*PROBLEM TO SOLVE*
Please return all lines from the records below that include the string "still".

*DATA FOR ANALYSIS*
··········
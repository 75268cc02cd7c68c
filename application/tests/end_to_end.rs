use core::future::Future;

use embassy_futures::join::join;
use embassy_futures::select::{select3, Either3};
use embassy_sync::blocking_mutex::raw::NoopRawMutex;
use embassy_sync::pipe::Pipe;
use futures_executor::block_on;
use nrf_ser_app::{decode_event, Client, Error, SoftDevice};
use nrf_ser_codec::nrf_error::{NRF_ERROR_INVALID_STATE, NRF_ERROR_NOT_SUPPORTED, NRF_ERROR_NULL};
use nrf_ser_codec::types::{GapAddr, L2capHeader, SecMode, Uuid, Version};
use nrf_ser_codec::BleEvent;
use nrf_ser_conn::Server;

#[derive(Default)]
struct MockSd {
    connected: bool,
    rssi: Option<(u16, u8, u8)>,
    name: heapless::Vec<u8, 32>,
    vs_uuids: u8,
    l2cap_rx: heapless::Vec<u8, 64>,
    value: heapless::Vec<u8, 32>,
}

impl nrf_ser_conn::SoftDevice for MockSd {
    fn ble_uuid_vs_add(&mut self, _uuid128: &[u8; 16]) -> Result<u8, u32> {
        self.vs_uuids += 1;
        Ok(1 + self.vs_uuids)
    }

    fn ble_uuid_encode(&mut self, uuid: &Uuid, out: &mut [u8; 16]) -> Result<usize, u32> {
        out[..2].copy_from_slice(&uuid.uuid.to_le_bytes());
        Ok(2)
    }

    fn ble_version_get(&mut self) -> Result<Version, u32> {
        Ok(Version {
            version_number: 8,
            company_id: 0x0059,
            subversion_number: 0x0087,
        })
    }

    fn gap_address_get(&mut self) -> Result<GapAddr, u32> {
        Ok(GapAddr::default())
    }

    fn gap_device_name_set(&mut self, _write_perm: &SecMode, name: &[u8]) -> Result<(), u32> {
        self.name = heapless::Vec::from_slice(name).map_err(|_| nrf_ser_codec::nrf_error::NRF_ERROR_DATA_SIZE)?;
        Ok(())
    }

    fn gap_device_name_get(&mut self, out: &mut [u8]) -> Result<usize, u32> {
        let n = self.name.len().min(out.len());
        out[..n].copy_from_slice(&self.name[..n]);
        Ok(n)
    }

    fn gap_rssi_start(&mut self, conn_handle: u16, threshold_dbm: u8, skip_count: u8) -> Result<(), u32> {
        if !self.connected {
            return Err(NRF_ERROR_INVALID_STATE);
        }
        self.rssi = Some((conn_handle, threshold_dbm, skip_count));
        Ok(())
    }

    fn gap_rssi_get(&mut self, _conn_handle: u16) -> Result<i8, u32> {
        Ok(-42)
    }

    fn gap_appearance_get(&mut self) -> Result<u16, u32> {
        Ok(0x03C1)
    }

    fn gatts_value_set(&mut self, _conn_handle: u16, _handle: u16, _offset: u16, value: &[u8]) -> Result<u16, u32> {
        self.value = heapless::Vec::from_slice(value).map_err(|_| nrf_ser_codec::nrf_error::NRF_ERROR_DATA_SIZE)?;
        Ok(value.len() as u16)
    }

    fn gatts_value_get(&mut self, _conn_handle: u16, _handle: u16, offset: u16, out: &mut [u8]) -> Result<usize, u32> {
        let value = self.value.get(offset as usize..).unwrap_or(&[]);
        let n = value.len().min(out.len());
        out[..n].copy_from_slice(&value[..n]);
        Ok(n)
    }

    fn l2cap_tx(&mut self, _conn_handle: u16, header: &L2capHeader, data: &[u8]) -> Result<(), u32> {
        assert_eq!(header.len as usize, data.len());
        self.l2cap_rx.extend_from_slice(data).map_err(|_| nrf_ser_codec::nrf_error::NRF_ERROR_NO_MEM)
    }
}

struct Link {
    to_conn: LinkPipe,
    to_app: LinkPipe,
}

impl Link {
    fn new() -> Self {
        Self {
            to_conn: Pipe::new(),
            to_app: Pipe::new(),
        }
    }

    fn client(&self) -> AppClient<'_> {
        Client::new(&self.to_conn)
    }

    fn server(&self) -> ConnServer<'_> {
        Server::new(&self.to_app)
    }
}

type LinkPipe = Pipe<NoopRawMutex, 512>;
type AppClient<'a> = Client<NoopRawMutex, &'a LinkPipe>;
type ConnServer<'a> = Server<NoopRawMutex, &'a LinkPipe>;

/// Polls both ends of the link until `test` completes.
fn drive(link: &Link, client: &AppClient<'_>, server: &ConnServer<'_>, sd: &mut MockSd, test: impl Future<Output = ()>) {
    match block_on(select3(
        client.run(&link.to_app),
        server.run(&link.to_conn, sd),
        test,
    )) {
        Either3::First(res) => panic!("client stopped: {:?}", res),
        Either3::Second(res) => panic!("server stopped: {:?}", res),
        Either3::Third(()) => {}
    }
}

#[test]
fn rssi_start_reaches_softdevice() {
    let link = Link::new();
    let client = link.client();
    let server = link.server();
    let api = SoftDevice::new(&client);
    let mut sd = MockSd {
        connected: true,
        ..Default::default()
    };

    drive(&link, &client, &server, &mut sd, async {
        assert_eq!(api.gap_rssi_start(3, 10, 2).await, Ok(()));
    });
    assert_eq!(sd.rssi, Some((3, 10, 2)));
}

#[test]
fn remote_errors_are_reported() {
    let link = Link::new();
    let client = link.client();
    let server = link.server();
    let api = SoftDevice::new(&client);
    let mut sd = MockSd::default();

    drive(&link, &client, &server, &mut sd, async {
        assert_eq!(
            api.gap_rssi_start(3, 10, 2).await,
            Err(Error::Remote(NRF_ERROR_INVALID_STATE))
        );
        assert_eq!(api.gap_adv_stop().await, Err(Error::Remote(NRF_ERROR_NOT_SUPPORTED)));
        assert_eq!(api.l2cap_tx(1, 0x40, &[]).await, Err(Error::Remote(NRF_ERROR_NULL)));
        // The link is still usable after failures.
        assert_eq!(api.gap_appearance_get().await, Ok(0x03C1));
    });
    assert_eq!(sd.rssi, None);
}

#[test]
fn fixed_size_outputs() {
    let link = Link::new();
    let client = link.client();
    let server = link.server();
    let api = SoftDevice::new(&client);
    let mut sd = MockSd::default();

    drive(&link, &client, &server, &mut sd, async {
        assert_eq!(api.ble_uuid_vs_add(&[0xAB; 16]).await, Ok(2));
        assert_eq!(api.ble_uuid_vs_add(&[0xCD; 16]).await, Ok(3));
        assert_eq!(
            api.ble_version_get().await,
            Ok(Version {
                version_number: 8,
                company_id: 0x0059,
                subversion_number: 0x0087,
            })
        );
        assert_eq!(api.gap_address_get().await, Ok(GapAddr::default()));
        assert_eq!(api.gap_rssi_get(0).await, Ok(-42));
    });
    assert_eq!(sd.vs_uuids, 2);
}

#[test]
fn variable_length_data_round_trips() {
    let link = Link::new();
    let client = link.client();
    let server = link.server();
    let api = SoftDevice::new(&client);
    let mut sd = MockSd::default();

    drive(&link, &client, &server, &mut sd, async {
        let open = SecMode { sm: 1, lv: 1 };
        api.gap_device_name_set(&open, b"nrf-ser").await.unwrap();

        let mut name = [0u8; 32];
        let n = api.gap_device_name_get(&mut name).await.unwrap();
        assert_eq!(&name[..n], b"nrf-ser");

        let mut short = [0u8; 3];
        let n = api.gap_device_name_get(&mut short).await.unwrap();
        assert_eq!(&short[..n], b"nrf");

        assert_eq!(api.gatts_value_set(0, 0x0E, 0, &[1, 2, 3, 4]).await, Ok(4));
        let mut value = [0u8; 8];
        let n = api.gatts_value_get(0, 0x0E, 1, &mut value).await.unwrap();
        assert_eq!(&value[..n], &[2, 3, 4]);

        let mut raw = [0u8; 16];
        let uuid = Uuid {
            uuid: 0x180D,
            uuid_type: 1,
        };
        let n = api.ble_uuid_encode(&uuid, &mut raw).await.unwrap();
        assert_eq!(&raw[..n], &[0x0D, 0x18]);

        api.l2cap_tx(1, 0x40, &[0xDE, 0xAD]).await.unwrap();
        api.l2cap_tx(1, 0x40, &[0xBE, 0xEF]).await.unwrap();
    });
    assert_eq!(&sd.l2cap_rx[..], &[0xDE, 0xAD, 0xBE, 0xEF]);
}

#[test]
fn concurrent_calls_are_serialized() {
    let link = Link::new();
    let client = link.client();
    let server = link.server();
    let api = SoftDevice::new(&client);
    let mut sd = MockSd::default();

    drive(&link, &client, &server, &mut sd, async {
        let (appearance, rssi) = join(api.gap_appearance_get(), api.gap_rssi_get(7)).await;
        assert_eq!(appearance, Ok(0x03C1));
        assert_eq!(rssi, Ok(-42));
    });
}

#[test]
fn events_reach_the_application() {
    let link = Link::new();
    let client = link.client();
    let server = link.server();
    let api = SoftDevice::new(&client);
    let mut sd = MockSd::default();

    drive(&link, &client, &server, &mut sd, async {
        server
            .send_event(&BleEvent::GapRssiChanged {
                conn_handle: 3,
                rssi: -60,
            })
            .await
            .unwrap();
        // Calls still get their responses while events are queued.
        assert_eq!(api.gap_appearance_get().await, Ok(0x03C1));

        let header = L2capHeader { len: 3, cid: 0x40 };
        server
            .send_event(&BleEvent::L2capRx {
                conn_handle: 3,
                header,
                data: &[7, 8, 9],
            })
            .await
            .unwrap();

        let packet = client.next_event().await;
        assert_eq!(
            decode_event(&packet),
            Ok(BleEvent::GapRssiChanged {
                conn_handle: 3,
                rssi: -60
            })
        );

        let packet = client.next_event().await;
        match decode_event(&packet).unwrap() {
            BleEvent::L2capRx {
                conn_handle,
                header: rx_header,
                data,
            } => {
                assert_eq!(conn_handle, 3);
                assert_eq!(rx_header, header);
                assert_eq!(data, &[7, 8, 9]);
            }
            other => panic!("unexpected event {:?}", other),
        }
    });
}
··········
*YOUR SOLUTION*
        // The link is still usable after failures.
        // Calls still get their responses while events are queued.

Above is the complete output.